╭──
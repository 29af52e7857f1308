//! minter CLI entry point
//!
//! Uses `anyhow` at the top level; everything below returns
//! `kernel::error::AppError` or a crate error.

mod cli;
mod config;
mod progress;

use anyhow::Context;
use clap::Parser;
use cli::{Cli, Command, RequestArgs, SubmitArgs};
use config::Wallet;
use kernel::error::app_error::AppError;
use mint::domain::repository::SolutionRepository;
use mint::{
    HttpMintGateway, JsonSolutionStore, MintConfig, MintReceipt, MintUseCase, PresolveOutcome, PresolveUseCase,
};
use pow::{Challenge, Difficulty, SearchControl, SearchProgress, SolveChallengeUseCase, SolverConfig};
use std::path::Path;
use std::sync::Arc;
use std::time::Duration;
use tracing_subscriber::{EnvFilter, layer::SubscriberExt, util::SubscriberInitExt};

#[tokio::main]
async fn main() {
    dotenvy::dotenv().ok();

    tracing_subscriber::registry()
        .with(
            EnvFilter::try_from_default_env()
                .unwrap_or_else(|_| "minter=info,mint=info,pow=info,signer=info".into()),
        )
        .with(tracing_subscriber::fmt::layer())
        .init();

    let cli = Cli::parse();
    if let Err(e) = run(cli).await {
        tracing::error!("{e:#}");
        std::process::exit(exit_code(&e));
    }
}

/// 2 when the error is fatal and rerunning will not help, 1 otherwise
fn exit_code(err: &anyhow::Error) -> i32 {
    match err.downcast_ref::<AppError>() {
        Some(app) if app.kind().is_fatal() => 2,
        _ => 1,
    }
}

async fn run(cli: Cli) -> anyhow::Result<()> {
    let solver = Arc::new(solver_config(cli.threads)?);

    match cli.command {
        Command::Mint {
            request,
            submit,
            puzzles,
        } => {
            let wallet = Wallet::load(&cli.wallet)?;
            let gateway = Arc::new(connect().await?);
            let config = request_config(&wallet, &request).with_puzzles(puzzles);
            let config = finish_config(config, Some(&submit))?;
            let use_case = MintUseCase::new(gateway, Arc::new(wallet.signing_key()?), config, solver);

            let progress = SearchProgress::new();
            let observer = progress::observe(progress.clone(), use_case.subscribe());
            let control = SearchControl::new().with_progress(progress);
            let result = use_case.run(control).await;
            observer.abort();
            report(result.map_err(AppError::from)?);
        }
        Command::Presolve { request, label, log } => {
            let wallet = Wallet::load(&cli.wallet)?;
            let gateway = Arc::new(connect().await?);
            let config = finish_config(request_config(&wallet, &request), None)?;
            let store = Arc::new(JsonSolutionStore::new(&log));
            let presolve = PresolveUseCase::new(Arc::clone(&gateway), store, Arc::clone(&config), Arc::clone(&solver));

            match presolve.execute(&label, SearchControl::new()).await.map_err(AppError::from)? {
                PresolveOutcome::Stored(solution) => {
                    println!(
                        "stored {} nonce={} expires_at={}",
                        solution.label,
                        solution.nonce().map(|n| n.to_string()).unwrap_or_default(),
                        solution.expires_at().map(|t| t.to_rfc3339()).unwrap_or_default()
                    );
                }
                PresolveOutcome::Reserved(reservation) => {
                    tracing::info!(session_id = %reservation.session_id, "Reservation granted while presolving");
                    let use_case = MintUseCase::new(gateway, Arc::new(wallet.signing_key()?), config, solver);
                    let winner = mint::Winner {
                        label: label.clone(),
                        attempt: 1,
                        reservation,
                    };
                    report(use_case.complete(winner).await.map_err(AppError::from)?);
                }
            }
        }
        Command::Submit {
            fee_rate,
            submit,
            log,
            start_at,
        } => {
            let wallet = Wallet::load(&cli.wallet)?;
            let solutions = load_solutions(&log).await?;
            tracing::info!(count = solutions.len(), path = %log.display(), "Loaded solutions");

            let gateway = Arc::new(connect().await?);
            let config = MintConfig::new(wallet.identity()).with_fee_rate(fee_rate);
            let config = finish_config(config, Some(&submit))?;
            let use_case = MintUseCase::new(Arc::clone(&gateway), Arc::new(wallet.signing_key()?), config, solver);

            if let Some(at) = start_at {
                platform::pacing::sleep_until(at).await;
                gateway.warm_up().await;
            }
            report(use_case.run_presolved(solutions).await.map_err(AppError::from)?);
        }
        Command::Solve {
            challenge,
            identity,
            difficulty,
        } => {
            let difficulty = parse_difficulty(difficulty)?;
            let challenge = Challenge::new(challenge, difficulty, 0);
            let output = SolveChallengeUseCase::new(solver)
                .execute(&challenge, &identity, SearchControl::new())
                .await
                .map_err(AppError::from)?;
            println!(
                "{} (attempts={}, {:.0} H/s)",
                output.nonce,
                output.attempts,
                output.hash_rate()
            );
        }
        Command::Bench { difficulty, rounds } => {
            let difficulty = parse_difficulty(difficulty)?;
            let threads = solver.threads;
            for round in 1..=rounds {
                let report = tokio::task::spawn_blocking(move || {
                    pow::run_benchmark(difficulty, threads, &SearchControl::new())
                })
                .await
                .context("benchmark worker panicked")?
                .context("benchmark stopped")?;
                println!(
                    "round {round}: {} attempts in {:.2}s, {:.0} H/s",
                    report.attempts,
                    report.elapsed.as_secs_f64(),
                    report.hash_rate()
                );
            }
        }
    }
    Ok(())
}

fn solver_config(flag: Option<usize>) -> anyhow::Result<SolverConfig> {
    let config = match config::solver_threads(flag)? {
        Some(threads) => SolverConfig::default().with_threads(threads),
        None => SolverConfig::default(),
    };
    config.validate().map_err(AppError::from)?;
    Ok(config)
}

fn parse_difficulty(zeros: u32) -> anyhow::Result<Difficulty> {
    Difficulty::new(zeros).with_context(|| format!("difficulty must be between 0 and {}", Difficulty::MAX))
}

async fn connect() -> anyhow::Result<HttpMintGateway> {
    let gateway_config = config::gateway_from_env()?;
    tracing::info!(url = %gateway_config.mint_url(), "Using allocation service");
    let gateway = HttpMintGateway::new(&gateway_config).map_err(AppError::from)?;
    gateway.warm_up().await;
    Ok(gateway)
}

fn request_config(wallet: &Wallet, request: &RequestArgs) -> MintConfig {
    let mut config = MintConfig::new(wallet.identity())
        .with_quantity(request.quantity)
        .with_fee_rate(request.fee_rate);
    config.challenge_timeout = Duration::from_millis(request.challenge_timeout_ms);
    config
}

fn finish_config(mut config: MintConfig, submit: Option<&SubmitArgs>) -> anyhow::Result<Arc<MintConfig>> {
    if let Some(submit) = submit {
        config = config.with_strategy(submit.strategy()).with_drain_window(submit.drain());
    }
    config.validate().map_err(AppError::from)?;
    Ok(Arc::new(config))
}

async fn load_solutions(path: &Path) -> anyhow::Result<Vec<mint::Solution>> {
    let solutions = JsonSolutionStore::new(path).load_all().await.map_err(AppError::from)?;
    if solutions.is_empty() {
        return Err(AppError::from(mint::MintError::NoSolutions).into());
    }
    Ok(solutions)
}

fn report(receipt: MintReceipt) {
    println!(
        "won by {}#{}: session {}",
        receipt.winner.label, receipt.winner.attempt, receipt.winner.reservation.session_id
    );
    println!("commit tx: {}", receipt.broadcast.commit_tx_id);
    for reveal in &receipt.broadcast.reveal_tx_ids {
        println!("reveal tx: {reveal}");
    }
    if let Some(urls) = &receipt.broadcast.mempool_urls {
        println!("mempool: {}", urls.commit);
    }
}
╰──
* _TASK REQUIREMENTS_: In these entries, please give the number of lines holding the string "puzzles" and nothing more.

* _EXERCISE ANSWER_: 2